___ Data for review ___
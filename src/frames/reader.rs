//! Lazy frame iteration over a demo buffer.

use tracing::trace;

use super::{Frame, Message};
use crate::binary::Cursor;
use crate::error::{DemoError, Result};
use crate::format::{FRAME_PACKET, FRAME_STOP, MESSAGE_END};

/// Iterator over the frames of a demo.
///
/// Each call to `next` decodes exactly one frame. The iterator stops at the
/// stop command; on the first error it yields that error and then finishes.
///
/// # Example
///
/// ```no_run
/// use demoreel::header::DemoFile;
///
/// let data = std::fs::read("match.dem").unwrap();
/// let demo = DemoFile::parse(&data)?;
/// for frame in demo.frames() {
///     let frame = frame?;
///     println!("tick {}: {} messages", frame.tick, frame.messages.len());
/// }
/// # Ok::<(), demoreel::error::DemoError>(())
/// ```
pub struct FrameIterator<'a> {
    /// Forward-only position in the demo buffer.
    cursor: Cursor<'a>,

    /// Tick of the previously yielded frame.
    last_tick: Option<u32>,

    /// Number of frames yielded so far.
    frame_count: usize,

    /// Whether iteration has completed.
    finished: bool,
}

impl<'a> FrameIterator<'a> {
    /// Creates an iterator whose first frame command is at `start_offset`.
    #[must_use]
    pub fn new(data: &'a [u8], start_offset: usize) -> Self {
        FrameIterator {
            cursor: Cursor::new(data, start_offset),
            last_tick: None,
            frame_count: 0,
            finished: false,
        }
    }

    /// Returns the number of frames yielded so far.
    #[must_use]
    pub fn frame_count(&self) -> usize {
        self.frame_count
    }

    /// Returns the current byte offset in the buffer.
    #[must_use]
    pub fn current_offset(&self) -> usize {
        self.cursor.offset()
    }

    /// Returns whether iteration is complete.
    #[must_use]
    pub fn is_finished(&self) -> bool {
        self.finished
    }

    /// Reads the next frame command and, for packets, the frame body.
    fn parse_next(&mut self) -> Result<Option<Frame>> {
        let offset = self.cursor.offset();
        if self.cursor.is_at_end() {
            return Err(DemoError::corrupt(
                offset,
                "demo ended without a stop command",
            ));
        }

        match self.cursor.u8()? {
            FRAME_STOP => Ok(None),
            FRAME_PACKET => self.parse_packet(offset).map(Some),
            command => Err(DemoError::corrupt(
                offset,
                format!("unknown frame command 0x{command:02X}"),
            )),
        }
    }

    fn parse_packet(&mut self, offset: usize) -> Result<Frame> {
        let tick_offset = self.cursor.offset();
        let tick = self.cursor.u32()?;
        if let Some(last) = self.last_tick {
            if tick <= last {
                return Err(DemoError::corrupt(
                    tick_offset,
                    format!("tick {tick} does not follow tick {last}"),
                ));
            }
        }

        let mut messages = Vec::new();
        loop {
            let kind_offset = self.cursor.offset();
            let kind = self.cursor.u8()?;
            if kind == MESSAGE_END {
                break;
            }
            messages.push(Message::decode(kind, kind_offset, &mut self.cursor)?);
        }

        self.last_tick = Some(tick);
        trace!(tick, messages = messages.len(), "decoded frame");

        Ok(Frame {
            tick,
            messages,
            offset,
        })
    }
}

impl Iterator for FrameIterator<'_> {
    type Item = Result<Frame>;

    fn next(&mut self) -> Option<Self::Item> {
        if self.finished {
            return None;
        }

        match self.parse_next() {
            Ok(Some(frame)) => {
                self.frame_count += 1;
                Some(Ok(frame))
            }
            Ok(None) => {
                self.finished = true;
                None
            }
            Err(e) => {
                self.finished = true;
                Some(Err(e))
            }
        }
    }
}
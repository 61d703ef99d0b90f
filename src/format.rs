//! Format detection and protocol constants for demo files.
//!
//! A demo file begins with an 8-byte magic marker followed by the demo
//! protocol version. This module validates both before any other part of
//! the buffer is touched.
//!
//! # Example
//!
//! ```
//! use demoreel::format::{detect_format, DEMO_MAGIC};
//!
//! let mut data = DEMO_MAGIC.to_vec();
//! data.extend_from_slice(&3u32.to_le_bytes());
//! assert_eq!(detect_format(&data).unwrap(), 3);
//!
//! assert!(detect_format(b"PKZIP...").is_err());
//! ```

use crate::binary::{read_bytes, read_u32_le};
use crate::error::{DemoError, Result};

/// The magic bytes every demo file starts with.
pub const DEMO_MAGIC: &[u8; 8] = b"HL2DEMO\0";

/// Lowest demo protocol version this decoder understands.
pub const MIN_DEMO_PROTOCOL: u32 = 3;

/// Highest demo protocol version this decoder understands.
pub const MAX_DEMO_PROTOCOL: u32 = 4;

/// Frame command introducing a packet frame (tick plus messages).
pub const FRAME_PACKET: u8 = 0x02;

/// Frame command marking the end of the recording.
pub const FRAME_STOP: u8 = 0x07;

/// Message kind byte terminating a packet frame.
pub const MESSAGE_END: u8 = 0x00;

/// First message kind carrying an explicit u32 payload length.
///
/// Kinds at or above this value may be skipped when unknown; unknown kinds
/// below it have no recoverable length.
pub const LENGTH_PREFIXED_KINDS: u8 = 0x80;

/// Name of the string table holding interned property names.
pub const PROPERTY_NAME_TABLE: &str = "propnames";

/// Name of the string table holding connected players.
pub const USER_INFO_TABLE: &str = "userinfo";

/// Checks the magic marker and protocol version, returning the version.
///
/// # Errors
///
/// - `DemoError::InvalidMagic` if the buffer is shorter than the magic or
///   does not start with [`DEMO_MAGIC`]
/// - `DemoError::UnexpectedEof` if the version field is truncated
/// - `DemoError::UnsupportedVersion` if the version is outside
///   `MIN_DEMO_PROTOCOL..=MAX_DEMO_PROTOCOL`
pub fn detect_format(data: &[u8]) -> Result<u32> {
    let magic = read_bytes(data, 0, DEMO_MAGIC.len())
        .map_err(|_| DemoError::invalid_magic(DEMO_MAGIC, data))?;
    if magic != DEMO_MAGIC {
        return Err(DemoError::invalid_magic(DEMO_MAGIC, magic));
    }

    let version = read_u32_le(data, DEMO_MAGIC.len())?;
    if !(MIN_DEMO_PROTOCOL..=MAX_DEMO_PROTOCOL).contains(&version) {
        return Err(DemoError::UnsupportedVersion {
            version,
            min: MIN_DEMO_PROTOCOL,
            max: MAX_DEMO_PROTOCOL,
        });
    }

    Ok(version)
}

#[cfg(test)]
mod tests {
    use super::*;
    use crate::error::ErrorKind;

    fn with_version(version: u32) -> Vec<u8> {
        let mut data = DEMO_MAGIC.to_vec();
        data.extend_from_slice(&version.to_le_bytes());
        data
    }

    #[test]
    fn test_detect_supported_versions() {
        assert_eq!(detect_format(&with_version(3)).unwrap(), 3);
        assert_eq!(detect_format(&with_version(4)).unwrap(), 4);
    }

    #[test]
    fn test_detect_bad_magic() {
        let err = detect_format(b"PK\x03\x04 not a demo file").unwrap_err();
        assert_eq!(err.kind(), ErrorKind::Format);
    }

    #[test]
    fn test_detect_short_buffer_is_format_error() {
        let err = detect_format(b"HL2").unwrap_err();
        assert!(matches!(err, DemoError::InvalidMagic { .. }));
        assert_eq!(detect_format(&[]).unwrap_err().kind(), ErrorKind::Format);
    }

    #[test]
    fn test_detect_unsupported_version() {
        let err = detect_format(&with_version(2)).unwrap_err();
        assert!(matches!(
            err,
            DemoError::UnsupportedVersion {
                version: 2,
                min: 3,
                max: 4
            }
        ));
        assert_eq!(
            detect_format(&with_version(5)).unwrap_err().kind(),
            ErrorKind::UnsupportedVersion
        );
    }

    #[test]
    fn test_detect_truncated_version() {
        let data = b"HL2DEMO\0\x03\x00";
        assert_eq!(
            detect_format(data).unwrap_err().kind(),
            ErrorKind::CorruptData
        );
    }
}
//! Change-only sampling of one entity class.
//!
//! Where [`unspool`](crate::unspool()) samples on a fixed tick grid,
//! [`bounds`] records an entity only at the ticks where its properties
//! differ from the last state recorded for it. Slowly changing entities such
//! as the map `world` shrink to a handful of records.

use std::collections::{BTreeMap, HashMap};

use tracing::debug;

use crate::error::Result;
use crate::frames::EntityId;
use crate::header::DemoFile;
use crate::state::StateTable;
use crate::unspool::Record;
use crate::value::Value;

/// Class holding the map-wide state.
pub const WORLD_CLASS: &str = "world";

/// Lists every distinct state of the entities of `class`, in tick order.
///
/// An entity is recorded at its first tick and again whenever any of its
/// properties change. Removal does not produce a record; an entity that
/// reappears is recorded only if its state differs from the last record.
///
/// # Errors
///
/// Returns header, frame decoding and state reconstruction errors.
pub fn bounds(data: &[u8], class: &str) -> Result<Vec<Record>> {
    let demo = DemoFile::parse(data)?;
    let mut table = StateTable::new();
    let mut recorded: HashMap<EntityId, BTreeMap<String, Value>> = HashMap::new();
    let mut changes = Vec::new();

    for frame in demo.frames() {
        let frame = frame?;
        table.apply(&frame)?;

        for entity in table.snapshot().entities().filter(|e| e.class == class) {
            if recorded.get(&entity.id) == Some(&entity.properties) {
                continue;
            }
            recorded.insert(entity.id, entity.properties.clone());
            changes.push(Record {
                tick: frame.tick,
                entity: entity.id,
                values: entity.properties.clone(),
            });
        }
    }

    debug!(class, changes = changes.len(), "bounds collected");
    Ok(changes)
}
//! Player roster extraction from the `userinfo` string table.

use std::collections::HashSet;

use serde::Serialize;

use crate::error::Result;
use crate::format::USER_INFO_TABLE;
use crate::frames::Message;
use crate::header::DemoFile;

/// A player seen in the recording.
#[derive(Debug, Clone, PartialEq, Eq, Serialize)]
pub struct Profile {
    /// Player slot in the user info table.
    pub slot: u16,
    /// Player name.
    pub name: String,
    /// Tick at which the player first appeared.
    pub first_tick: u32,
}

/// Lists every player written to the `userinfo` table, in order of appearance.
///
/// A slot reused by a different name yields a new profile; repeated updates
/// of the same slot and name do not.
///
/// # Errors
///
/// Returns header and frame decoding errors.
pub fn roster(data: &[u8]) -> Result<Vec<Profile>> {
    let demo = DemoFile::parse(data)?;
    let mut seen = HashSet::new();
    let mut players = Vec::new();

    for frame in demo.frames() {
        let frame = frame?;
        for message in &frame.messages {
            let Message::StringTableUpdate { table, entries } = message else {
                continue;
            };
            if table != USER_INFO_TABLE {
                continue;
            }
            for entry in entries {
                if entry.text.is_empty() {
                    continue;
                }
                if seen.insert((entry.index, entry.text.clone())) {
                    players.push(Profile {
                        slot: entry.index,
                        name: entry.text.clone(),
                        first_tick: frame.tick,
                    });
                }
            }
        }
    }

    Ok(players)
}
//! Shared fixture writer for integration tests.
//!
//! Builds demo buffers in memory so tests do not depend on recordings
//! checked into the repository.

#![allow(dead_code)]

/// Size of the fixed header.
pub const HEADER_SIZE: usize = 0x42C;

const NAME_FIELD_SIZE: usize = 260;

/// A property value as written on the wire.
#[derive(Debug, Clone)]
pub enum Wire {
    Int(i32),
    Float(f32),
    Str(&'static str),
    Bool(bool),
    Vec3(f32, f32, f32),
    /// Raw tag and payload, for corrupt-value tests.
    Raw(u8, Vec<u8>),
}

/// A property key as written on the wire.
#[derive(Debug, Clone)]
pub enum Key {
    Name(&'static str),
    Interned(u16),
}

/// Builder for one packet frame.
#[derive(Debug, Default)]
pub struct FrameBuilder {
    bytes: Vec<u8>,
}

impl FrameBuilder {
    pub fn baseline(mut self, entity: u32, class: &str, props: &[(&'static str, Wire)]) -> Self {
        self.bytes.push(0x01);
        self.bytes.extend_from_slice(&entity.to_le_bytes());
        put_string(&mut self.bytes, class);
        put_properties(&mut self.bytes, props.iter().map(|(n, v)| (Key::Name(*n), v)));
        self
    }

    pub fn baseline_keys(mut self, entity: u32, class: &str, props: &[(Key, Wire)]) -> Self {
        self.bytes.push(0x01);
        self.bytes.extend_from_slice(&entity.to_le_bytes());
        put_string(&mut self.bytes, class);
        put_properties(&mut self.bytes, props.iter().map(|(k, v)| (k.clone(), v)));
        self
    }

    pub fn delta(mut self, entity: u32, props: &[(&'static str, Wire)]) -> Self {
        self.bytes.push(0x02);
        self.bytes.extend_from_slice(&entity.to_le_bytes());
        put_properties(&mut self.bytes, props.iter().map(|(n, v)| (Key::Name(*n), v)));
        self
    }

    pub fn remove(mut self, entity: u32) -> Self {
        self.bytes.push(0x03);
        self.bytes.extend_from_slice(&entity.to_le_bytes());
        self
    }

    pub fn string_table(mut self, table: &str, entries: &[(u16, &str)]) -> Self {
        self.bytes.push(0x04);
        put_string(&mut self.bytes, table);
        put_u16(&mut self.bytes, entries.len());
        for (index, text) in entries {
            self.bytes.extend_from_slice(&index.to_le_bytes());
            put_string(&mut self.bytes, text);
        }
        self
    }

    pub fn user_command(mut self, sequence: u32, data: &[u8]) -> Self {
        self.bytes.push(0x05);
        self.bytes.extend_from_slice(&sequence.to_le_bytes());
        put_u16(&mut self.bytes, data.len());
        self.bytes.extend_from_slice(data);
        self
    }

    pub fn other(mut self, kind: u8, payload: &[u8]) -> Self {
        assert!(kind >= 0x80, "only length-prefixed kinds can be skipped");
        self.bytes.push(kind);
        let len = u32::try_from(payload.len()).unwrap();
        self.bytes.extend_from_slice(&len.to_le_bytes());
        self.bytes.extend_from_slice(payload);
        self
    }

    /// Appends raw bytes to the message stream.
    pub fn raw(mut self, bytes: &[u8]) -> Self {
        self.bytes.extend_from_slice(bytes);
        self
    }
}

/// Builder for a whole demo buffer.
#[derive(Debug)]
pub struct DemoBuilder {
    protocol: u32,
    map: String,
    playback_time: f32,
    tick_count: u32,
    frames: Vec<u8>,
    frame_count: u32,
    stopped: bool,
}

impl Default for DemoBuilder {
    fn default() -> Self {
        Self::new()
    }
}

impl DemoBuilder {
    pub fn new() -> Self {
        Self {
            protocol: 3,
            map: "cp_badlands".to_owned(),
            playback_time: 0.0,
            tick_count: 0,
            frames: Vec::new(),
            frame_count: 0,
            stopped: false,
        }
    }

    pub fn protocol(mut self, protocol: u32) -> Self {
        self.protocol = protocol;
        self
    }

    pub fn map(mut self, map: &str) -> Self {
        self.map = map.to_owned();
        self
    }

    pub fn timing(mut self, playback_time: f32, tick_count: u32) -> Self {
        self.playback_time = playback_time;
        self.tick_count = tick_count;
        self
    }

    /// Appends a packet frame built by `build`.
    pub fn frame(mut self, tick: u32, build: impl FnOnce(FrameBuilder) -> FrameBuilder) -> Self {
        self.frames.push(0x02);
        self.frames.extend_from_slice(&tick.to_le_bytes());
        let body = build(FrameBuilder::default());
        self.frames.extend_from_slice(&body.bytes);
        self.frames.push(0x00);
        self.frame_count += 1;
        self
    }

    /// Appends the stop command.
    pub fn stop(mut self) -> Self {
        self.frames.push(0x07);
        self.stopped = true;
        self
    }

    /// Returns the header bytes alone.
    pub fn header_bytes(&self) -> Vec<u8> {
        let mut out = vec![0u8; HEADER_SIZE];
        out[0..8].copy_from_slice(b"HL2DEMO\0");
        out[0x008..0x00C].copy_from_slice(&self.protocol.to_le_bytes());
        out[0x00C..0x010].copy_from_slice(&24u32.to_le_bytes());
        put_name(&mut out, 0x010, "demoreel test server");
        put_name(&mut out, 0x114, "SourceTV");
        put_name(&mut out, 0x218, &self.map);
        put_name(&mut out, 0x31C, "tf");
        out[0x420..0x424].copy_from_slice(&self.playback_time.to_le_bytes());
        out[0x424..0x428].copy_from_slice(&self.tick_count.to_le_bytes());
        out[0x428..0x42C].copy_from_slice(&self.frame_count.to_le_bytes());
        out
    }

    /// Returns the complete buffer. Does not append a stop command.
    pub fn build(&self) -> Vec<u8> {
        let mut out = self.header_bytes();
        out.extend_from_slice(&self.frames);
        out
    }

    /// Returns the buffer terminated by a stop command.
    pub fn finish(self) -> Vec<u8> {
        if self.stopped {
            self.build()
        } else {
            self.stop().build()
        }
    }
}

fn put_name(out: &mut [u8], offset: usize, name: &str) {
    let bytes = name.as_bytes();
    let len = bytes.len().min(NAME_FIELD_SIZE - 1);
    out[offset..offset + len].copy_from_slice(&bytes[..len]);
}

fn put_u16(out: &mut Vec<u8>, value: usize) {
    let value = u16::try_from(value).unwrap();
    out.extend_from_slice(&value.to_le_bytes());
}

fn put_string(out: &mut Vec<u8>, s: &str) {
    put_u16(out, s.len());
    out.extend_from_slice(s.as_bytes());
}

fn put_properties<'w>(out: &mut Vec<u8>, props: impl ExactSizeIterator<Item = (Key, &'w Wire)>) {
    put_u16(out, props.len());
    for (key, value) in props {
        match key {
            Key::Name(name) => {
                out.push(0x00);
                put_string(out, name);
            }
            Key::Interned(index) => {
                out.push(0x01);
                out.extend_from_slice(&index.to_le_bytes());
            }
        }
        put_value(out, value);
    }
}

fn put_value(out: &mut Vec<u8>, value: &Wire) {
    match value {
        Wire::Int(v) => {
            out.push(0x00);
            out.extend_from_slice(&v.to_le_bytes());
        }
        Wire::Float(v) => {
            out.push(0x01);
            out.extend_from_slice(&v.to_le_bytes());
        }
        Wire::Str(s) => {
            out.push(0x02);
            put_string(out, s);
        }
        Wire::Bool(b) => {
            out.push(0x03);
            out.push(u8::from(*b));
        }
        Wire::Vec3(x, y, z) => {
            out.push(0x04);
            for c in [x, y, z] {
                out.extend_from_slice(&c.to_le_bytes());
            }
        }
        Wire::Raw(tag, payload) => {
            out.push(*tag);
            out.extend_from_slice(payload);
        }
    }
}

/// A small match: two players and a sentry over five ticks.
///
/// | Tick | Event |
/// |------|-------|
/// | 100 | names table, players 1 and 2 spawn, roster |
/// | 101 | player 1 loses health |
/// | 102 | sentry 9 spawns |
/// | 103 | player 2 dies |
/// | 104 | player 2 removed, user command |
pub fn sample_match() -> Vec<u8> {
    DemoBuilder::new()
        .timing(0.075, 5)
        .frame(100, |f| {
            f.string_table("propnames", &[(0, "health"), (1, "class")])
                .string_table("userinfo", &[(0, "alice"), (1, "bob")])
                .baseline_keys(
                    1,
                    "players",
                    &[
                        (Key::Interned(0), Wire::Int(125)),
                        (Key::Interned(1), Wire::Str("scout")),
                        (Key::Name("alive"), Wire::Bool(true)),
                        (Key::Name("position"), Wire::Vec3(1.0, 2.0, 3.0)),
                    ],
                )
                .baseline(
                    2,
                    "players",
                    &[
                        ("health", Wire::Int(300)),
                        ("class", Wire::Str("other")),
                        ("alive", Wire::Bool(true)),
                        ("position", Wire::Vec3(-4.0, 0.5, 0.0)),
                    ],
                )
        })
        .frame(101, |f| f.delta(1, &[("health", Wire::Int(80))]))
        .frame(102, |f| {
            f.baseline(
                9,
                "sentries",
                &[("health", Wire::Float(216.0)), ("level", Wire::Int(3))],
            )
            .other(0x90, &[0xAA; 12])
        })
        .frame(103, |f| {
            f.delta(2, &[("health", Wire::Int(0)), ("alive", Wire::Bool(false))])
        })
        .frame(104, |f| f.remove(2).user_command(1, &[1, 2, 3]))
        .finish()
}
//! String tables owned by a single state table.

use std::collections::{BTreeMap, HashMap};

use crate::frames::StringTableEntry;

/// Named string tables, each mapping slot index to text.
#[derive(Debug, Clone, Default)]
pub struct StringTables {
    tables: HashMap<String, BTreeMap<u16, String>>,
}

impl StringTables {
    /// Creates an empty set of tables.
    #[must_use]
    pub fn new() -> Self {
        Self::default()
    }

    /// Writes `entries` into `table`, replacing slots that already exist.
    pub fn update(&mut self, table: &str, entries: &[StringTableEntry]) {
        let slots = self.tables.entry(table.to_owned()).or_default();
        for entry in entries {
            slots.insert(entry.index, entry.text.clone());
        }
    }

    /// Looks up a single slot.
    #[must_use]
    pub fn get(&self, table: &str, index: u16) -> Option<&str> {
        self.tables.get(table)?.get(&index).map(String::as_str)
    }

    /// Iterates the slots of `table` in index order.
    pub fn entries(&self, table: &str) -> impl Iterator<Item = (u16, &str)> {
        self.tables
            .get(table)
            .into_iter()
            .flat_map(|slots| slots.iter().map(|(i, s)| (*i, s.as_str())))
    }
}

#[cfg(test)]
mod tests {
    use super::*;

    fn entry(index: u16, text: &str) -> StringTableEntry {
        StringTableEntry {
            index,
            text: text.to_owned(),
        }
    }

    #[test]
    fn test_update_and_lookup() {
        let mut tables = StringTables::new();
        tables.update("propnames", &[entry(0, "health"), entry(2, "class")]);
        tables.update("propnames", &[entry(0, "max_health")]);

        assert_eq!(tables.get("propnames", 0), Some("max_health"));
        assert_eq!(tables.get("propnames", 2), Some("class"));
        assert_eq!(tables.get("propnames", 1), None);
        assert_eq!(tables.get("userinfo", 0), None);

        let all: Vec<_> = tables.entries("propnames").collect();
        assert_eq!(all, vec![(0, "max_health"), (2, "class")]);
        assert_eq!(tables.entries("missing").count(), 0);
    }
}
___
**What you are asked to do:** Restate, word for word and with nothing added, the lines from the beginning of the records above through the line that contains "pub fn new(data: &'a".

**Response for this exercise:**
filename src/frames/reader.rs
//! Lazy frame iteration over a demo buffer.

use tracing::trace;

use super::{Frame, Message};
use crate::binary::Cursor;
use crate::error::{DemoError, Result};
use crate::format::{FRAME_PACKET, FRAME_STOP, MESSAGE_END};

/// Iterator over the frames of a demo.
///
/// Each call to `next` decodes exactly one frame. The iterator stops at the
/// stop command; on the first error it yields that error and then finishes.
///
/// # Example
///
/// ```no_run
/// use demoreel::header::DemoFile;
///
/// let data = std::fs::read("match.dem").unwrap();
/// let demo = DemoFile::parse(&data)?;
/// for frame in demo.frames() {
///     let frame = frame?;
///     println!("tick {}: {} messages", frame.tick, frame.messages.len());
/// }
/// # Ok::<(), demoreel::error::DemoError>(())
/// ```
pub struct FrameIterator<'a> {
    /// Forward-only position in the demo buffer.
    cursor: Cursor<'a>,

    /// Tick of the previously yielded frame.
    last_tick: Option<u32>,

    /// Number of frames yielded so far.
    frame_count: usize,

    /// Whether iteration has completed.
    finished: bool,
}

impl<'a> FrameIterator<'a> {
    /// Creates an iterator whose first frame command is at `start_offset`.
    #[must_use]
    pub fn new(data: &'a [u8], start_offset: usize) -> Self {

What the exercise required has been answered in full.